Estou esperando uma resposta. Estou esperando uma resposta. Volte! Volte! Espero impacientemente uma resposta! Vou abrir um alcool ali e voltarei em breve nao desisto: quero uma resposta positiva, Helena. Estou girando em torno de ti Helena. Isso quer dizer querer um sinal de vida, Helena.


_ (surpreendido) Quem é voce?

_ Minalva.

_ Como assim Minalva? O que voce fez com Helena linda Helena?

_ Quem?

_(suspiro desiludido)… Minalva…Minalva…(pausa) Que apito voce toca?

_ Nenhum.

_ Nenhum?

_ Te trouxe esta carta.

Minalva abre a mao esparramando seus dedos longuissimos no ar. Cravado entre as linhas da mao Dela: um risco rectilineo.

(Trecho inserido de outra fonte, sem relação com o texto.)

//! Device manager
//!
//! Routes a request to the first registered factory that accepts it and
//! memoizes the resulting provider in an LRU cache keyed by the exact
//! request string.

use std::num::NonZeroUsize;
use std::rc::Rc;

use lru::LruCache;

use super::error::DeviceError;
use super::factory::{DeviceFactory, DeviceProvider};
use crate::registry::ValidationError;
use crate::url::Url;

/// Default number of cached providers
pub const DEFAULT_CACHE_CAPACITY: usize = 1000;

/// Ordered set of device factories with a provider cache
pub struct DeviceManager {
    factories: Vec<Rc<dyn DeviceFactory>>,
    cache: Option<LruCache<String, Rc<dyn DeviceProvider>>>,
}

impl DeviceManager {
    /// Create a manager caching up to `capacity` providers (0 disables the cache)
    pub fn new(capacity: usize) -> Self {
        Self {
            factories: Vec::new(),
            cache: NonZeroUsize::new(capacity).map(LruCache::new),
        }
    }

    /// Append a factory; returns false if it was already registered
    pub fn add_factory(&mut self, factory: Rc<dyn DeviceFactory>) -> bool {
        if self.factories.iter().any(|f| same_factory(f, &factory)) {
            tracing::debug!(factory = %factory.name(), "Device factory already registered");
            return false;
        }
        tracing::debug!(factory = %factory.name(), "Device factory registered");
        self.factories.push(factory);
        true
    }

    /// Remove a factory and drop every cached provider
    pub fn remove_factory(&mut self, factory: &Rc<dyn DeviceFactory>) -> bool {
        let before = self.factories.len();
        self.factories.retain(|f| !same_factory(f, factory));
        if self.factories.len() == before {
            tracing::warn!(factory = %factory.name(), "Device factory not registered");
            return false;
        }
        tracing::debug!(factory = %factory.name(), "Device factory removed");
        self.clear_cache();
        true
    }

    /// Names of the registered factories, in resolution order
    pub fn factories(&self) -> Vec<String> {
        self.factories.iter().map(|f| f.name().to_string()).collect()
    }

    /// True when every registered factory is cacheable
    pub fn cacheable(&self) -> bool {
        self.factories.iter().all(|f| f.cacheable())
    }

    pub fn cached_len(&self) -> usize {
        self.cache.as_ref().map_or(0, LruCache::len)
    }

    pub fn clear_cache(&mut self) {
        if let Some(cache) = self.cache.as_mut() {
            cache.clear();
        }
    }

    /// Find or build the provider for `request`
    ///
    /// Factories are consulted in registration order. `NotSupported` moves
    /// on to the next one; any other error is returned as is. The provider
    /// is cached only if every factory consulted on the way was cacheable.
    pub fn resolve(&mut self, request: &str) -> Result<Rc<dyn DeviceProvider>, DeviceError> {
        if let Some(provider) = self.cache.as_mut().and_then(|c| c.get(request)) {
            tracing::trace!(request = %request, "Provider cache hit");
            return Ok(Rc::clone(provider));
        }

        let url = Url::parse(request).map_err(ValidationError::from)?;

        let mut cacheable = true;
        for factory in &self.factories {
            if !factory.supports(&url) {
                continue;
            }
            cacheable &= factory.cacheable();

            match factory.build_provider(request) {
                Ok(provider) => {
                    match self.cache.as_mut() {
                        Some(cache) if cacheable => {
                            cache.put(request.to_string(), Rc::clone(&provider));
                            tracing::trace!(
                                request = %request,
                                factory = %factory.name(),
                                cached = cache.len(),
                                "Provider built and cached"
                            );
                        }
                        _ => tracing::trace!(
                            request = %request,
                            factory = %factory.name(),
                            "Provider built"
                        ),
                    }
                    return Ok(provider);
                }
                Err(err) if err.is_not_supported() => {
                    tracing::trace!(factory = %factory.name(), "Factory declined request");
                }
                Err(err) => {
                    tracing::debug!(
                        request = %request,
                        factory = %factory.name(),
                        error = %err,
                        "Provider rejected"
                    );
                    return Err(err);
                }
            }
        }

        Err(DeviceError::NotSupported(request.to_string()))
    }
}

impl Default for DeviceManager {
    fn default() -> Self {
        Self::new(DEFAULT_CACHE_CAPACITY)
    }
}

fn same_factory(a: &Rc<dyn DeviceFactory>, b: &Rc<dyn DeviceFactory>) -> bool {
    std::ptr::eq(Rc::as_ptr(a) as *const (), Rc::as_ptr(b) as *const ())
}
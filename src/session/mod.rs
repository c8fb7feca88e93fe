//! Front-end sessions
//!
//! A session is one connected client: the requests it sends, the
//! subscriptions those requests hold, and the reply lines they produce.

pub mod context;
pub mod request;
pub mod state;

pub use context::SessionContext;
pub use request::{Action, Request};
pub use state::{data_line, error_line, ClientSession, Outbound, SessionPhase};
//! Edge and level-crossing filters
//!
//! All three track the boolean state of a comparison against a fixed value
//! and emit only when that state changes. Non-numeric events are dropped and
//! do not touch the state.

use super::{numeric, Stage};
use crate::event::ValueEvent;

/// Emits on the transition into `value <= limit`
#[derive(Debug)]
pub struct LowEdge {
    limit: f64,
    below: bool,
}

impl LowEdge {
    pub fn new(limit: f64) -> Self {
        Self {
            limit,
            below: false,
        }
    }
}

impl Stage for LowEdge {
    fn name(&self) -> &'static str {
        "lowedge"
    }

    fn process(&mut self, event: ValueEvent) -> Option<ValueEvent> {
        let v = numeric(self.name(), &event)?;
        let below = v <= self.limit;
        let fire = below && !self.below;
        self.below = below;
        fire.then_some(event)
    }
}

/// Emits on the transition into `value >= limit`
#[derive(Debug)]
pub struct HighEdge {
    limit: f64,
    above: bool,
}

impl HighEdge {
    pub fn new(limit: f64) -> Self {
        Self {
            limit,
            above: false,
        }
    }
}

impl Stage for HighEdge {
    fn name(&self) -> &'static str {
        "highedge"
    }

    fn process(&mut self, event: ValueEvent) -> Option<ValueEvent> {
        let v = numeric(self.name(), &event)?;
        let above = v >= self.limit;
        let fire = above && !self.above;
        self.above = above;
        fire.then_some(event)
    }
}

/// Emits whenever `value <= limit` flips, in either direction
///
/// The first numeric event always goes out.
#[derive(Debug)]
pub struct Threshold {
    limit: f64,
    below: Option<bool>,
}

impl Threshold {
    pub fn new(limit: f64) -> Self {
        Self { limit, below: None }
    }
}

impl Stage for Threshold {
    fn name(&self) -> &'static str {
        "threshold"
    }

    fn process(&mut self, event: ValueEvent) -> Option<ValueEvent> {
        let v = numeric(self.name(), &event)?;
        let below = v <= self.limit;
        let fire = self.below != Some(below);
        self.below = Some(below);
        fire.then_some(event)
    }
}
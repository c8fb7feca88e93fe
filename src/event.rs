//! Value events
//!
//! A [`ValueEvent`] is the unit of data flowing through every subscription
//! chain: a JSON object with a handful of documented keys. Stages only touch
//! the keys they own; anything else rides along untouched.

use std::fmt;

use serde::{Deserialize, Serialize};
use serde_json::{Map, Number, Value};

use crate::error::CoercionError;

/// Current reading
pub const VALUE: &str = "value";
/// Display string for the current reading
pub const CHAR_VALUE: &str = "char_value";
/// Engineering units
pub const UNITS: &str = "units";
/// Display precision in digits
pub const PRECISION: &str = "precision";
/// Display name
pub const NAME: &str = "name";
/// Seconds since the Unix epoch
pub const TIMESTAMP: &str = "timestamp";
/// Liveness of the upstream source
pub const CONNECTED: &str = "connected";

/// Encode a float as JSON, mapping non-finite values to strings
pub fn number_to_json(v: f64) -> Value {
    match Number::from_f64(v) {
        Some(n) => Value::Number(n),
        None if v.is_nan() => Value::String("NaN".into()),
        None if v > 0.0 => Value::String("Infinity".into()),
        None => Value::String("-Infinity".into()),
    }
}

/// Render a number for the `char_value` field
pub fn format_number(v: f64, precision: Option<u32>) -> String {
    if v.is_nan() {
        return "NaN".into();
    }
    if v.is_infinite() {
        return if v > 0.0 { "Infinity" } else { "-Infinity" }.into();
    }
    match precision {
        Some(p) => format!("{:.*}", p as usize, v),
        None => format!("{}", v),
    }
}

fn now_epoch_secs() -> f64 {
    chrono::Utc::now().timestamp_micros() as f64 / 1_000_000.0
}

/// One telemetry update
#[derive(Debug, Clone, Default, PartialEq, Serialize, Deserialize)]
#[serde(transparent)]
pub struct ValueEvent(Map<String, Value>);

impl ValueEvent {
    /// Create an empty event
    pub fn new() -> Self {
        Self::default()
    }

    /// Create an event carrying a numeric reading
    pub fn from_number(v: f64) -> Self {
        let mut event = Self::new();
        event.set_numeric_value(v);
        event
    }

    /// Builder-style field setter
    pub fn with(mut self, key: &str, value: impl Into<Value>) -> Self {
        self.set(key, value);
        self
    }

    /// Get a field
    pub fn get(&self, key: &str) -> Option<&Value> {
        self.0.get(key)
    }

    /// Set a field
    pub fn set(&mut self, key: &str, value: impl Into<Value>) {
        self.0.insert(key.to_string(), value.into());
    }

    /// Remove a field
    pub fn remove(&mut self, key: &str) -> Option<Value> {
        self.0.remove(key)
    }

    /// Raw `value` field
    pub fn value(&self) -> Option<&Value> {
        self.0.get(VALUE)
    }

    /// Interpret the `value` field as a number
    ///
    /// Numeric strings count, including the non-finite spellings this type
    /// writes itself.
    pub fn numeric_value(&self) -> Result<f64, CoercionError> {
        match self.value() {
            None | Some(Value::Null) => Err(CoercionError::Missing),
            Some(Value::Number(n)) => n
                .as_f64()
                .ok_or_else(|| CoercionError::NotNumeric(n.to_string())),
            Some(Value::String(s)) => s
                .trim()
                .parse::<f64>()
                .map_err(|_| CoercionError::NotNumeric(s.clone())),
            Some(other) => Err(CoercionError::NotNumeric(other.to_string())),
        }
    }

    /// Replace the reading and re-render `char_value`
    pub fn set_numeric_value(&mut self, v: f64) {
        self.set(VALUE, number_to_json(v));
        self.set(CHAR_VALUE, format_number(v, self.precision()));
    }

    /// Display precision, if the event carries a usable one
    pub fn precision(&self) -> Option<u32> {
        match self.0.get(PRECISION)? {
            Value::Number(n) => n.as_u64().and_then(|p| u32::try_from(p).ok()),
            Value::String(s) => s.trim().parse().ok(),
            _ => None,
        }
    }

    /// Set the display precision and re-render `char_value`
    pub fn set_precision(&mut self, digits: u32) {
        self.set(PRECISION, digits);
        if let Ok(v) = self.numeric_value() {
            self.set(CHAR_VALUE, format_number(v, Some(digits)));
        }
    }

    /// Display string, if present
    pub fn char_value(&self) -> Option<&str> {
        self.0.get(CHAR_VALUE).and_then(Value::as_str)
    }

    /// Display name, if present
    pub fn name(&self) -> Option<&str> {
        self.0.get(NAME).and_then(Value::as_str)
    }

    /// Event timestamp in epoch seconds
    pub fn timestamp(&self) -> Option<f64> {
        self.0.get(TIMESTAMP).and_then(Value::as_f64)
    }

    /// Stamp the event with the current wall-clock time
    pub fn refresh_timestamp(&mut self) {
        self.set(TIMESTAMP, number_to_json(now_epoch_secs()));
    }

    /// Liveness flag, if present
    pub fn connected(&self) -> Option<bool> {
        self.0.get(CONNECTED).and_then(Value::as_bool)
    }

    /// Set the liveness flag
    pub fn set_connected(&mut self, connected: bool) {
        self.set(CONNECTED, connected);
    }

    /// Borrow the underlying JSON object
    pub fn as_map(&self) -> &Map<String, Value> {
        &self.0
    }

    /// Unwrap into the underlying JSON object
    pub fn into_map(self) -> Map<String, Value> {
        self.0
    }

    /// Number of fields
    pub fn len(&self) -> usize {
        self.0.len()
    }

    /// Check whether the event has no fields
    pub fn is_empty(&self) -> bool {
        self.0.is_empty()
    }

    /// Serialize to a JSON string
    pub fn to_json(&self) -> Result<String, serde_json::Error> {
        serde_json::to_string(self)
    }
}

impl From<Map<String, Value>> for ValueEvent {
    fn from(map: Map<String, Value>) -> Self {
        Self(map)
    }
}

impl fmt::Display for ValueEvent {
    fn fmt(&self, f: &mut fmt::Formatter<'_>) -> fmt::Result {
        write!(f, "{}", Value::Object(self.0.clone()))
    }
}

Botei-me a beijar ardentemente a mao de Minalva. Por um segundo ela pode ter pensado que sou ( ), mas entenda, esperava apaixonadamente Helena desaparecida, e surge Minalva trazendo na mao cravada um falo delicado seguro. Ajoelhei de tao antigamente humana Minalva parecia ser. Nada de Interfaces ou pesadelos analogos. Um falo cravado na palma da mao como sinal de reconciliaçao. Sei que Helena esta por detras desta artimanha. Nao ligo, terei Helena e Minalva rectilineas na palma de minha mao. Disse “ Senta ai, Minalva.”() “Um pouco de alcool?” Ela balança a cabeça negativamente. Entao ta bom. Vejo a orbita da bola em torno de seu pescoço. Imagino suas impressoes. Um quarto sem interesse, os livros entulhados, papéis e montanha deles, uma cama na vertical encostada na parede o travesseiro colado nela como uma poltrona improvisada nenhuma musica ambiente e os cilhos pintados de verde esmeralda de Minalva decepcionam-se.